START Exercise materials
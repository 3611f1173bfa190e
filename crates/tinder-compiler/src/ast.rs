//! The parser's output: a nested-block AST, not yet desugared.
//!
//! Expressions already have their precedence resolved by the parser
//! (see `parser::expr`), so the AST reuses `tinder_bytecode::Expr`
//! directly rather than defining a second expression type that would
//! just be flattened into the same shape later.

use tinder_bytecode::instruction::PutPosition;
use tinder_bytecode::Expr;

pub type Script = Vec<Stmt>;

/// The right-hand side of a `set` statement: either a comma-separated
/// value list (zipped against the name list, replicating the last
/// value over any extra names) or a `from` unpack of a sequence or
/// mapping (missing slots become `none`).
#[derive(Debug, Clone)]
pub enum SetRhs {
    Values(Vec<Expr>),
    From(Expr),
}

#[derive(Debug, Clone)]
pub enum Stmt {
    Set { names: Vec<String>, rhs: SetRhs, line: u32 },
    Const { name: String, value: Expr, line: u32 },
    Inc { name: String, line: u32 },
    Dec { name: String, line: u32 },
    Put { name: String, value: Expr, position: PutPosition, line: u32 },
    Swap { a: String, b: String, line: u32 },
    /// Either an explicit `write <expr>` or a bare string literal at
    /// line start (implicit write to the default output variable).
    Write { value: Expr, line: u32 },
    Call { name: String, args: Vec<Expr>, line: u32 },
    Input { name: String, line: u32 },
    Yield { value: Option<Expr>, line: u32 },
    Stop { line: u32 },
    Break { line: u32 },
    Continue { line: u32 },
    Label { name: String, or_target: Option<String>, line: u32 },
    Jump { target: JumpSpec, line: u32 },
    Return { line: u32 },
    Import { library: String, alias: Option<String>, symbols: Option<Vec<String>>, line: u32 },
    Catch { error_class: String, target: String, line: u32 },
    If {
        branches: Vec<(Expr, Vec<Stmt>)>,
        else_branch: Option<Vec<Stmt>>,
        line: u32,
    },
    /// `for init; cond; step / endfor` when `init`/`step` are present,
    /// or the while-style `for cond / endfor` when they are `None`.
    For {
        init: Option<Box<Stmt>>,
        cond: Expr,
        step: Option<Box<Stmt>>,
        body: Vec<Stmt>,
        line: u32,
    },
    /// `foreach x in coll / endfor` (one binding) or
    /// `foreach k, v in coll / endfor` (key+value binding).
    Foreach {
        vars: Vec<String>,
        iterable: Expr,
        body: Vec<Stmt>,
        line: u32,
    },
    /// A trailing `if <expr>` modifier on an otherwise unconditional
    /// statement (`write "hi" if x`), distinct from the `if` block.
    Guarded { stmt: Box<Stmt>, condition: Expr },
}

#[derive(Debug, Clone)]
pub enum JumpSpec {
    Label(String),
    Indirect(Expr),
    Keyed {
        key: Expr,
        cases: Vec<(Expr, String)>,
        default: Option<String>,
    },
    OrLabel { primary: String, fallback: String },
}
END Exercise materials
To do: Quote each line of the data above exactly as written.

Answer for this exercise:
repository 3611f1173bfa190e
filename crates/tinder-compiler/src/ast.rs
//! The parser's output: a nested-block AST, not yet desugared.
//!
//! Expressions already have their precedence resolved by the parser
//! (see `parser::expr`), so the AST reuses `tinder_bytecode::Expr`
//! directly rather than defining a second expression type that would
//! just be flattened into the same shape later.

use tinder_bytecode::instruction::PutPosition;
use tinder_bytecode::Expr;

pub type Script = Vec<Stmt>;

/// The right-hand side of a `set` statement: either a comma-separated
/// value list (zipped against the name list, replicating the last
/// value over any extra names) or a `from` unpack of a sequence or
/// mapping (missing slots become `none`).
#[derive(Debug, Clone)]
pub enum SetRhs {
    Values(Vec<Expr>),
    From(Expr),
}

#[derive(Debug, Clone)]
pub enum Stmt {
    Set { names: Vec<String>, rhs: SetRhs, line: u32 },
    Const { name: String, value: Expr, line: u32 },
    Inc { name: String, line: u32 },
    Dec { name: String, line: u32 },
    Put { name: String, value: Expr, position: PutPosition, line: u32 },
    Swap { a: String, b: String, line: u32 },
    /// Either an explicit `write <expr>` or a bare string literal at
    /// line start (implicit write to the default output variable).
    Write { value: Expr, line: u32 },
    Call { name: String, args: Vec<Expr>, line: u32 },
    Input { name: String, line: u32 },
    Yield { value: Option<Expr>, line: u32 },
    Stop { line: u32 },
    Break { line: u32 },
    Continue { line: u32 },
    Label { name: String, or_target: Option<String>, line: u32 },
    Jump { target: JumpSpec, line: u32 },
    Return { line: u32 },
    Import { library: String, alias: Option<String>, symbols: Option<Vec<String>>, line: u32 },
    Catch { error_class: String, target: String, line: u32 },
    If {
        branches: Vec<(Expr, Vec<Stmt>)>,
        else_branch: Option<Vec<Stmt>>,
        line: u32,
    },
    /// `for init; cond; step / endfor` when `init`/`step` are present,
    /// or the while-style `for cond / endfor` when they are `None`.
    For {
        init: Option<Box<Stmt>>,
        cond: Expr,
        step: Option<Box<Stmt>>,
        body: Vec<Stmt>,
        line: u32,
    },
    /// `foreach x in coll / endfor` (one binding) or
    /// `foreach k, v in coll / endfor` (key+value binding).
    Foreach {
        vars: Vec<String>,
        iterable: Expr,
        body: Vec<Stmt>,
        line: u32,
    },
    /// A trailing `if <expr>` modifier on an otherwise unconditional
    /// statement (`write "hi" if x`), distinct from the `if` block.
    Guarded { stmt: Box<Stmt>, condition: Expr },
}

#[derive(Debug, Clone)]
pub enum JumpSpec {
    Label(String),
    Indirect(Expr),
    Keyed {
        key: Expr,
        cases: Vec<(Expr, String)>,
        default: Option<String>,
    },
    OrLabel { primary: String, fallback: String },
}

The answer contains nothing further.